A brano avviato

Continua il suo percorso, fino al 5 agosto, il Festival Virtuoso & Belcanto di Lucca.

Luglio inoltrato, e la musica non ha alcuna intenzione di lasciare la città.
Approdato nel cerchio delle nostre Mura il 16 luglio, il Festival Virtuoso & Belcanto manda avanti la sua produzione concertistica, fatta di masterclass di alta formazione strumentale e concerti corali di formazione internazionale.

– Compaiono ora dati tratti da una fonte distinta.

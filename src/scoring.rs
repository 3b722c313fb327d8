use image::GrayImage;
use imageproc::rect::Rect;
use log::{debug, warn};
use logging_timer::time;
use serde::{Deserialize, Serialize};

use crate::election::{Candidate, Contest, ContestId, YesNoOption};
use crate::error::{InterpretError, LayoutKind, Result};
use crate::geometry::offset_rect;
use crate::image_utils::{bleed, count_new_black_pixels, count_pixels, crop, BLACK, WHITE};
use crate::layout::{BallotPageLayout, TargetShape};

#[derive(Debug, Clone, PartialEq, Eq, Serialize, Deserialize)]
#[serde(rename_all = "camelCase")]
pub struct ScoringOptions {
    /// Offsets of the target's inner area to try, in pixels. The lowest fill
    /// ratio across offsets wins, so small registration errors are not read
    /// as marks.
    pub offsets: Vec<(i32, i32)>,
}

impl Default for ScoringOptions {
    fn default() -> Self {
        ScoringOptions {
            offsets: vec![(0, 0), (1, 0), (-1, 0), (0, 1), (0, -1)],
        }
    }
}

/// What a target is a vote for.
#[derive(Debug, Clone, PartialEq, Serialize)]
#[serde(untagged)]
pub enum MarkOption {
    Candidate(Candidate),
    YesNo(YesNoOption),
}

/// How filled in one target is on a ballot.
#[derive(Debug, Clone, PartialEq, Serialize)]
#[serde(rename_all = "camelCase")]
pub struct BallotMark {
    pub contest_id: ContestId,
    pub option: MarkOption,
    pub target: TargetShape,
    /// Fraction of the target's fillable area with new ink.
    pub fill_ratio: f32,
    /// `1 - fill_ratio`: lower means darker.
    pub score: f32,
}

impl BallotMark {
    pub fn new(
        contest_id: ContestId,
        option: MarkOption,
        target: TargetShape,
        fill_ratio: f32,
    ) -> Self {
        BallotMark {
            contest_id,
            option,
            target,
            fill_ratio,
            score: 1.0 - fill_ratio,
        }
    }
}

/// Measures the fraction of a target's fillable area that is ink in `ballot`
/// but paper in `template`. Both images must be binarized and aligned.
pub fn target_fill_ratio(
    template: &GrayImage,
    ballot: &GrayImage,
    target: &TargetShape,
    offsets: &[(i32, i32)],
) -> f32 {
    // the target's own outline, grown by a pixel, never counts as new ink
    let template_target = bleed(&crop(template, &target.bounds), &BLACK);
    let inner_in_target = Rect::at(
        target.inner.left() - target.bounds.left(),
        target.inner.top() - target.bounds.top(),
    )
    .of_size(target.inner.width(), target.inner.height());
    let available = count_pixels(&crop(&template_target, &inner_in_target), &WHITE);
    if available == 0 {
        warn!(
            "target {:?} has no paper to fill in the template",
            target.bounds
        );
        return 0.0;
    }

    let offsets: &[(i32, i32)] = if offsets.is_empty() {
        &[(0, 0)]
    } else {
        offsets
    };
    offsets
        .iter()
        .map(|&(dx, dy)| {
            let new_ink = count_new_black_pixels(
                &template_target,
                &inner_in_target,
                ballot,
                &offset_rect(&target.inner, dx, dy),
            );
            new_ink as f32 / available as f32
        })
        .fold(f32::INFINITY, f32::min)
        .min(1.0)
}

/// Scores every target on a ballot page registered onto `template`.
/// `contests` are the election's contests for this page, in ballot order.
#[time]
pub fn score_marks(
    template: &BallotPageLayout,
    mapped_ballot: &GrayImage,
    contests: &[&Contest],
    options: &ScoringOptions,
) -> Result<Vec<BallotMark>> {
    if template.contests.len() != contests.len() {
        return Err(InterpretError::ContestCountMismatch {
            layout: LayoutKind::Template,
            found: template.contests.len(),
            expected: contests.len(),
        });
    }

    let fill_ratio = |target: &TargetShape| {
        target_fill_ratio(template.image(), mapped_ballot, target, &options.offsets)
    };
    let mut marks = vec![];

    for (contest_layout, contest) in template.contests.iter().zip(contests) {
        debug!("getting marks for {}", contest);
        let targets = &contest_layout.targets;

        match contest {
            Contest::Candidate {
                id,
                seats,
                allow_write_ins,
                candidates,
                ..
            } => {
                let write_in_count = if *allow_write_ins { *seats as usize } else { 0 };
                let expected = candidates.len() + write_in_count;
                if targets.len() != expected {
                    return Err(InterpretError::ContestOptionCountMismatch {
                        contest_id: id.clone(),
                        expected,
                        found: targets.len(),
                    });
                }

                let choices = candidates
                    .iter()
                    .cloned()
                    .chain((0..write_in_count).map(Candidate::write_in));
                for (target, candidate) in targets.iter().zip(choices) {
                    let fill = fill_ratio(target);
                    debug!(
                        "candidate '{}' target filled in with ratio {}",
                        candidate.name, fill
                    );
                    marks.push(BallotMark::new(
                        id.clone(),
                        MarkOption::Candidate(candidate),
                        *target,
                        fill,
                    ));
                }
            }

            Contest::YesNo { id, .. } => {
                if targets.len() != 2 {
                    return Err(InterpretError::UnexpectedOptionCount {
                        contest_id: id.clone(),
                        found: targets.len(),
                    });
                }

                for (target, option) in targets.iter().zip([YesNoOption::Yes, YesNoOption::No]) {
                    let fill = fill_ratio(target);
                    debug!("'{}' target filled in with ratio {}", option, fill);
                    let option = MarkOption::YesNo(option);
                    marks.push(BallotMark::new(id.clone(), option, *target, fill));
                }
            }
        }
    }

    Ok(marks)
}

#[cfg(test)]
mod tests {
    use imageproc::drawing::{draw_filled_rect_mut, draw_hollow_rect_mut};

    use super::*;
    use crate::geometry::rect_corners;
    use crate::layout::{BallotImage, ContestLayout};
    use crate::metadata::BallotPageMetadata;

    fn target_at(x: i32, y: i32) -> TargetShape {
        TargetShape {
            bounds: Rect::at(x, y).of_size(20, 14),
            inner: Rect::at(x + 1, y + 1).of_size(18, 12),
        }
    }

    fn blank_with_targets(targets: &[TargetShape]) -> GrayImage {
        let mut img = GrayImage::from_pixel(200, 200, WHITE);
        for target in targets {
            draw_hollow_rect_mut(&mut img, target.bounds, BLACK);
        }
        img
    }

    #[test]
    fn blank_target_scores_zero_fill() {
        let target = target_at(10, 10);
        let template = blank_with_targets(&[target]);
        let offsets = ScoringOptions::default().offsets;
        let fill = target_fill_ratio(&template, &template, &target, &offsets);
        assert_eq!(fill, 0.0);
    }

    #[test]
    fn filled_target_scores_full() {
        let target = target_at(10, 10);
        let template = blank_with_targets(&[target]);
        let mut ballot = template.clone();
        draw_filled_rect_mut(&mut ballot, target.bounds, BLACK);
        let offsets = ScoringOptions::default().offsets;
        let fill = target_fill_ratio(&template, &ballot, &target, &offsets);
        assert_eq!(fill, 1.0);
    }

    #[test]
    fn takes_the_lowest_score_across_offsets() {
        let target = target_at(10, 10);
        let template = blank_with_targets(&[target]);
        // the target's outline drawn two pixels to the right, as if misaligned
        let mut ballot = GrayImage::from_pixel(200, 200, WHITE);
        draw_hollow_rect_mut(&mut ballot, offset_rect(&target.bounds, 2, 0), BLACK);

        let unshifted = target_fill_ratio(&template, &ballot, &target, &[(0, 0)]);
        let offsets = ScoringOptions::default().offsets;
        let shifted = target_fill_ratio(&template, &ballot, &target, &offsets);
        assert!(unshifted > 0.0);
        assert_eq!(shifted, 0.0);
    }

    #[test]
    fn partially_filled_target() {
        let target = target_at(10, 10);
        let template = blank_with_targets(&[target]);
        let mut ballot = template.clone();
        // fill the left half of the fillable area
        draw_filled_rect_mut(&mut ballot, Rect::at(11, 11).of_size(9, 12), BLACK);
        let fill = target_fill_ratio(&template, &ballot, &target, &[(0, 0)]);
        assert!(fill > 0.3 && fill < 0.6, "{}", fill);
    }

    fn template(targets_per_contest: &[Vec<TargetShape>]) -> BallotPageLayout {
        let all_targets: Vec<_> = targets_per_contest.iter().flatten().copied().collect();
        BallotPageLayout {
            ballot_image: BallotImage {
                image: blank_with_targets(&all_targets),
                metadata: BallotPageMetadata {
                    locales: None,
                    ballot_style_id: "1".into(),
                    precinct_id: "1".into(),
                    page_number: 1,
                    page_count: 1,
                    is_test_ballot: false,
                },
            },
            contests: targets_per_contest
                .iter()
                .map(|targets| ContestLayout {
                    bounds: Rect::at(0, 0).of_size(200, 200),
                    corners: rect_corners(&Rect::at(0, 0).of_size(200, 200)),
                    targets: targets.clone(),
                })
                .collect(),
        }
    }

    fn candidate_contest(candidate_count: usize, allow_write_ins: bool) -> Contest {
        Contest::Candidate {
            id: "mayor".into(),
            district_id: "d".into(),
            party_id: None,
            title: "Mayor".to_string(),
            seats: 1,
            allow_write_ins,
            candidates: (0..candidate_count)
                .map(|i| Candidate {
                    id: format!("c{}", i).into(),
                    name: format!("Candidate {}", i),
                    party_id: None,
                    is_write_in: false,
                })
                .collect(),
        }
    }

    fn yes_no_contest() -> Contest {
        Contest::YesNo {
            id: "prop-1".into(),
            district_id: "d".into(),
            party_id: None,
            title: "Proposition 1".to_string(),
            description: String::new(),
        }
    }

    #[test]
    fn scores_candidates_and_write_ins() {
        let targets = (0..4).map(|i| target_at(10, 10 + 20 * i)).collect::<Vec<_>>();
        let template = template(&[targets.clone()]);
        let mut ballot = template.image().clone();
        draw_filled_rect_mut(&mut ballot, targets[3].bounds, BLACK);

        let contest = candidate_contest(3, true);
        let options = ScoringOptions::default();
        let marks = score_marks(&template, &ballot, &[&contest], &options).unwrap();
        assert_eq!(marks.len(), 4);
        assert_eq!(
            marks[3].option,
            MarkOption::Candidate(Candidate::write_in(0))
        );
        assert_eq!(marks[3].score, 0.0);
        assert!(marks[..3].iter().all(|mark| mark.score == 1.0));
    }

    #[test]
    fn scores_yes_no() {
        let targets = vec![target_at(10, 10), target_at(10, 40)];
        let template = template(&[targets.clone()]);
        let mut ballot = template.image().clone();
        draw_filled_rect_mut(&mut ballot, targets[1].bounds, BLACK);

        let contest = yes_no_contest();
        let options = ScoringOptions::default();
        let marks = score_marks(&template, &ballot, &[&contest], &options).unwrap();
        assert_eq!(
            marks
                .iter()
                .map(|m| (m.option.clone(), m.score))
                .collect::<Vec<_>>(),
            vec![
                (MarkOption::YesNo(YesNoOption::Yes), 1.0),
                (MarkOption::YesNo(YesNoOption::No), 0.0),
            ]
        );
    }

    #[test]
    fn yes_no_contest_with_three_targets() {
        let targets = (0..3).map(|i| target_at(10, 10 + 20 * i)).collect::<Vec<_>>();
        let template = template(&[targets]);
        let contest = yes_no_contest();
        let options = ScoringOptions::default();
        let result = score_marks(&template, template.image(), &[&contest], &options);
        match result {
            Err(InterpretError::UnexpectedOptionCount { contest_id, found }) => {
                assert_eq!(contest_id.as_str(), "prop-1");
                assert_eq!(found, 3);
            }
            result => panic!("unexpected result: {:?}", result),
        }
    }

    #[test]
    fn candidate_contest_with_wrong_target_count() {
        let targets = (0..3).map(|i| target_at(10, 10 + 20 * i)).collect::<Vec<_>>();
        let template = template(&[targets]);
        let contest = candidate_contest(3, true);
        let options = ScoringOptions::default();
        assert!(matches!(
            score_marks(&template, template.image(), &[&contest], &options),
            Err(InterpretError::ContestOptionCountMismatch {
                expected: 4,
                found: 3,
                ..
            })
        ));
    }

    #[test]
    fn template_and_definition_contest_counts_must_agree() {
        let template = template(&[vec![], vec![]]);
        let contest = yes_no_contest();
        let options = ScoringOptions::default();
        assert!(matches!(
            score_marks(&template, template.image(), &[&contest], &options),
            Err(InterpretError::ContestCountMismatch {
                layout: LayoutKind::Template,
                found: 2,
                expected: 1,
            })
        ));
    }
}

L’ambientazione la conosciamo tutti bene: è la città, presa nei suoi scorci più suggestivi, troppo spesso segregati dietro le cancellate e negati alla possibilità del baratto culturale.
I 15 concerti di residenza, I Virtuosi, presentano i monografici di 20 docenti strumentali, con in testa Bruno Giuranna, violinista, Kyu-Young Kim, leader della St. Paul Chamber Orchestra; Alain Meunier, direttore del Concorso internazionale del quartetto d’archi di Bordeaux; Christian Ihle Hadland, direttore artistico del Festival di Stavanger; e Lars Anders Tomter, direttore presso il Festival Fjord Classics.

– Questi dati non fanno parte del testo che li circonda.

// Defines a new type that wraps a String for use as an ID.
macro_rules! idtype {
    ($name:ident) => {
        #[derive(Clone, Debug, PartialEq, Eq, PartialOrd, Ord, Hash, Serialize, Deserialize)]
        #[serde(transparent)]
        pub struct $name(String);

        impl $name {
            pub fn as_str(&self) -> &str {
                &self.0
            }
        }

        impl From<String> for $name {
            fn from(s: String) -> Self {
                Self(s)
            }
        }

        impl From<&str> for $name {
            fn from(s: &str) -> Self {
                Self(s.to_string())
            }
        }

        impl Display for $name {
            fn fmt(&self, f: &mut std::fmt::Formatter<'_>) -> std::fmt::Result {
                write!(f, "{}", self.0)
            }
        }
    };
}

pub(crate) use idtype;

Seguono 6 concorsi per studenti, raccolti nella categoria I colori del talento. Da 41 Paesi affluiscono in città oltre 150 interpreti. L’ondata dei talenti orientali toccherà il vertice di cresta il 28 luglio, quando Tim Zhang porterà il suo pianoforte sulle ali di Mozart, Mendelssohn, Chopin e Liszt: stiamo parlando del debutto europeo di un talento polipremiato all’estero.
Dulcis in fundo, questa seconda edizione si presenta arricchita dal Salotto musicale di Guido Zaccagnini, musicologo, docente e collaboratore di Radio Rai, venuto a condurre tre conferenze in materia.
E poi si tornerà città del silenzio.